Say how many lines of the material include "timestamp". Give the number without any other text.

--

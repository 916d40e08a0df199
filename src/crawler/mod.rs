pub mod collect;
pub mod controller;
pub mod loop_worker;
pub mod window;

pub use collect::{classify_live, live_speed_ratio, Collector, CycleOutcome, LocationFailure};
pub use controller::CrawlerController;
pub use loop_worker::{crawl_loop, local_clock, run_cycle, Clock, CrawlSettings, CycleSummary};
pub use window::ActiveWindow;
//! Parquet serialization of an export batch.

use std::{fs, fs::File, path::Path, sync::Arc};

use anyhow::{Context, Result};
use arrow::array::{Float64Array, Int64Array, StringArray};
use arrow::datatypes::{DataType, Field, Schema, SchemaRef};
use arrow::record_batch::RecordBatch;
use parquet::arrow::ArrowWriter;
use parquet::basic::Compression;
use parquet::file::properties::WriterProperties;

use crate::db::TrafficReading;

const ENABLE_LOGS: bool = true;

use crate::log_warn;

pub fn traffic_schema() -> SchemaRef {
    Arc::new(Schema::new(vec![
        Field::new("id", DataType::Int64, false),
        Field::new("timestamp", DataType::Utf8, false),
        Field::new("location", DataType::Int64, false),
        Field::new("location_name", DataType::Utf8, true),
        Field::new("current_speed_kmh", DataType::Float64, true),
        Field::new("free_flow_speed_kmh", DataType::Float64, true),
        Field::new("speed_ratio", DataType::Float64, true),
        Field::new("traffic_level", DataType::Utf8, true),
        Field::new("confidence", DataType::Float64, true),
    ]))
}

fn readings_to_batch(readings: &[TrafficReading]) -> Result<RecordBatch> {
    let id: Int64Array = readings.iter().map(|r| Some(r.id)).collect();
    let timestamp: StringArray = readings.iter().map(|r| Some(r.timestamp.as_str())).collect();
    let location: Int64Array = readings.iter().map(|r| Some(r.location_id)).collect();
    let location_name: StringArray = readings.iter().map(|r| r.location_name.as_deref()).collect();
    let current: Float64Array = readings.iter().map(|r| r.current_speed_kmh).collect();
    let free_flow: Float64Array = readings.iter().map(|r| r.free_flow_speed_kmh).collect();
    let ratio: Float64Array = readings.iter().map(|r| r.speed_ratio).collect();
    let level: StringArray = readings.iter().map(|r| r.traffic_level.as_deref()).collect();
    let confidence: Float64Array = readings.iter().map(|r| r.confidence).collect();

    RecordBatch::try_new(
        traffic_schema(),
        vec![
            Arc::new(id),
            Arc::new(timestamp),
            Arc::new(location),
            Arc::new(location_name),
            Arc::new(current),
            Arc::new(free_flow),
            Arc::new(ratio),
            Arc::new(level),
            Arc::new(confidence),
        ],
    )
    .context("failed to build record batch")
}

/// Write `readings` as one ZSTD-compressed Parquet file. The data goes to a
/// `.tmp` sibling first and is renamed into place once the footer is written.
/// Returns the final file size in bytes.
pub fn write_readings(path: &Path, readings: &[TrafficReading]) -> Result<u64> {
    if let Some(parent) = path.parent() {
        fs::create_dir_all(parent)
            .with_context(|| format!("failed to create export directory {}", parent.display()))?;
    }

    let batch = readings_to_batch(readings)?;
    write_via_temp(path, |temp_path| write_batch(temp_path, &batch))?;

    Ok(fs::metadata(path)?.len())
}

/// Run `write` against a `.tmp` sibling of `path` and rename it into place.
/// A failed write removes the partial temp file.
fn write_via_temp<F>(path: &Path, write: F) -> Result<()>
where
    F: FnOnce(&Path) -> Result<()>,
{
    let temp_path = path.with_extension("parquet.tmp");

    if let Err(err) = write(&temp_path) {
        match fs::remove_file(&temp_path) {
            Ok(()) => {}
            Err(remove_err) if remove_err.kind() == std::io::ErrorKind::NotFound => {}
            Err(remove_err) => {
                log_warn!("failed to remove {}: {remove_err}", temp_path.display())
            }
        }
        return Err(err);
    }

    fs::rename(&temp_path, path)
        .with_context(|| format!("failed to move {} into place", temp_path.display()))
}

fn write_batch(temp_path: &Path, batch: &RecordBatch) -> Result<()> {
    let file = File::create(temp_path)
        .with_context(|| format!("failed to create {}", temp_path.display()))?;

    let props = WriterProperties::builder()
        .set_compression(Compression::ZSTD(Default::default()))
        .build();

    let mut writer = ArrowWriter::try_new(file, batch.schema(), Some(props))
        .context("failed to create Parquet writer")?;
    writer.write(batch).context("failed to write batch")?;
    writer.close().context("failed to close Parquet writer")?;
    Ok(())
}

#[cfg(test)]
pub(crate) fn read_readings(path: &Path) -> Result<Vec<RecordBatch>> {
    use parquet::arrow::arrow_reader::ParquetRecordBatchReaderBuilder;

    let file = File::open(path)?;
    let reader = ParquetRecordBatchReaderBuilder::try_new(file)?.build()?;
    Ok(reader.collect::<std::result::Result<Vec<_>, _>>()?)
}
pub mod cleaning;
pub mod commands;
pub mod config;
pub mod crawler;
pub mod db;
pub mod export;
pub mod provider;
pub mod storage;
pub mod utils;

use std::{path::PathBuf, process::ExitCode};

use clap::{Parser, Subcommand};
use log::{error, info};

use config::AppConfig;
use export::ExportOutcome;

#[derive(Debug, Parser)]
#[command(name = "trafficflow", version, about = "Traffic flow crawler and incremental exporter")]
pub struct Cli {
    /// JSON configuration file.
    #[arg(long, global = true, env = "TRAFFICFLOW_CONFIG")]
    pub config: Option<PathBuf>,

    #[arg(short, long, global = true)]
    pub verbose: bool,

    #[command(subcommand)]
    pub command: Command,
}

#[derive(Debug, Subcommand)]
pub enum Command {
    /// Poll active locations during the active window until Ctrl-C.
    Crawl,
    /// Run a single collection cycle now, ignoring the active window.
    CollectOnce,
    /// Re-derive the clean store from the raw store.
    Clean {
        /// Only raw rows newer than the clean store's highest id.
        #[arg(long)]
        incremental: bool,
    },
    /// Export raw rows newer than the checkpoint to object storage.
    Export,
    /// Manage the location registry.
    #[command(subcommand)]
    Locations(LocationsCommand),
}

#[derive(Debug, Subcommand)]
pub enum LocationsCommand {
    /// Register locations from a JSON file, or the built-in set.
    Seed {
        #[arg(long)]
        file: Option<PathBuf>,
    },
    List,
    Activate { name: String },
    Deactivate { name: String },
}

pub fn run() -> ExitCode {
    let cli = Cli::parse();
    utils::logging::init(cli.verbose);

    let config = match AppConfig::load(cli.config.as_deref()).and_then(|config| {
        config.validate()?;
        Ok(config)
    }) {
        Ok(config) => config,
        Err(err) => {
            error!("invalid configuration: {err:#}");
            return ExitCode::FAILURE;
        }
    };

    let runtime = match tokio::runtime::Runtime::new() {
        Ok(runtime) => runtime,
        Err(err) => {
            error!("failed to start async runtime: {err}");
            return ExitCode::FAILURE;
        }
    };

    runtime.block_on(dispatch(cli.command, &config))
}

async fn dispatch(command: Command, config: &AppConfig) -> ExitCode {
    let result = match command {
        Command::Crawl => commands::crawl(config).await,
        Command::CollectOnce => commands::collect_once(config).await.map(|summary| {
            info!("saved {} rows, {} locations failed", summary.saved, summary.failed);
        }),
        Command::Clean { incremental } => commands::clean(config, incremental)
            .await
            .and_then(|report| {
                println!("{}", serde_json::to_string_pretty(&report)?);
                Ok(())
            }),
        Command::Export => {
            return match commands::export(config).await {
                Ok(ExportOutcome::NoNewData { checkpoint }) => {
                    info!("no new data since {checkpoint}");
                    ExitCode::SUCCESS
                }
                Ok(ExportOutcome::Exported {
                    rows,
                    object_key,
                    checkpoint,
                }) => {
                    info!("exported {rows} rows to {object_key}; checkpoint now {checkpoint}");
                    ExitCode::SUCCESS
                }
                Err(err) => {
                    error!("export failed: {:#}", anyhow::Error::new(err));
                    ExitCode::FAILURE
                }
            };
        }
        Command::Locations(LocationsCommand::Seed { file }) => {
            commands::seed_locations(config, file.as_deref()).await.map(|_| ())
        }
        Command::Locations(LocationsCommand::List) => {
            commands::list_locations(config).await.map(|locations| {
                for location in locations {
                    println!(
                        "{:>4}  {:<32}  {:>10.6}  {:>11.6}  {}",
                        location.id,
                        location.name,
                        location.lat,
                        location.lon,
                        if location.active { "active" } else { "inactive" }
                    );
                }
            })
        }
        Command::Locations(LocationsCommand::Activate { name }) => {
            commands::set_location_active(config, &name, true).await
        }
        Command::Locations(LocationsCommand::Deactivate { name }) => {
            commands::set_location_active(config, &name, false).await
        }
    };

    match result {
        Ok(()) => ExitCode::SUCCESS,
        Err(err) => {
            error!("{err:#}");
            ExitCode::FAILURE
        }
    }
}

--

▶ **ANSWER**
3